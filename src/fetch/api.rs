// src/fetch/api.rs
use anyhow::{Context, Result};
use reqwest::Client;
use serde_json::Value;
use tracing::{info, instrument};
use url::Url;

use super::get_text_with_retry;
use crate::config::Config;

/// GET a JSON endpoint and decode its body.
#[instrument(level = "info", skip(client, cfg), fields(%url))]
pub async fn fetch_json(client: &Client, url: &Url, cfg: &Config) -> Result<Value> {
    let body = get_text_with_retry(client, url, cfg.max_retries, cfg.backoff_ms).await?;
    let value: Value = serde_json::from_str(body.trim_start_matches('\u{feff}'))
        .with_context(|| format!("decoding JSON from {}", url))?;
    info!(bytes = body.len(), "decoded JSON response");
    Ok(value)
}
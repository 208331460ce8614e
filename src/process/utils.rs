use serde_json::Value;

/// Collapse runs of whitespace (including NBSP) into single spaces and trim.
pub fn clean_cell(raw: &str) -> String {
    raw.split(|c: char| c.is_whitespace() || c == '\u{a0}')
        .filter(|s| !s.is_empty())
        .collect::<Vec<_>>()
        .join(" ")
}

/// Cell text for a JSON scalar. Nested arrays/objects and null become empty.
pub fn json_cell(v: &Value) -> String {
    match v {
        Value::String(s) => clean_cell(s),
        Value::Number(n) => n.to_string(),
        Value::Bool(b) => b.to_string(),
        Value::Null | Value::Array(_) | Value::Object(_) => String::new(),
    }
}

/// A reading such as `12`, `12,5`, `<5` or `-3.1e2`.
pub fn looks_numeric(s: &str) -> bool {
    let s = s.trim().trim_start_matches(['<', '>', '~']).trim();
    !s.is_empty() && s.replace(',', ".").parse::<f64>().is_ok()
}
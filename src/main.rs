use anyhow::Result;
use aqscraper::{cli::Cli, pipeline, Config, ScrapeError};
use clap::Parser;
use tracing::{error, info, warn};
use tracing_subscriber::{fmt, EnvFilter};

#[tokio::main]
async fn main() {
    init_tracing();

    if let Err(err) = run().await {
        if let Some(scrape) = err.downcast_ref::<ScrapeError>() {
            error!(stage = %scrape.stage(), "run failed");
            for candidate in scrape.candidates() {
                warn!(%candidate, "rejected candidate");
            }
        }
        error!(error = %err, "command failed");
        for cause in err.chain().skip(1) {
            error!(cause = %cause, "caused by");
        }
        std::process::exit(1);
    }
}

async fn run() -> Result<()> {
    let cli = Cli::parse();
    let cfg = Config::load(&cli)?;
    info!(mode = ?cfg.mode, url = %cfg.url, "startup");

    let report = pipeline::run(&cfg).await?;
    info!(
        rows = report.rows,
        output = %report.output.display(),
        archived = ?report.archived,
        "all done"
    );
    Ok(())
}

fn init_tracing() {
    let env = EnvFilter::try_from_default_env().unwrap_or_else(|_| EnvFilter::new("info"));
    fmt::Subscriber::builder()
        .with_env_filter(env)
        .with_span_events(fmt::format::FmtSpan::CLOSE)
        .with_writer(std::io::stderr)
        .init();
}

**Problem:** When a line of the records holds the word "info", copy that line.

**Response to this exercise:**
use tracing::{info, instrument};
#[instrument(level = "info", skip(client, cfg), fields(%url))]
    info!(bytes = body.len(), "decoded JSON response");
use tracing::{error, info, warn};
    info!(mode = ?cfg.mode, url = %cfg.url, "startup");
    info!(
    let env = EnvFilter::try_from_default_env().unwrap_or_else(|_| EnvFilter::new("info"));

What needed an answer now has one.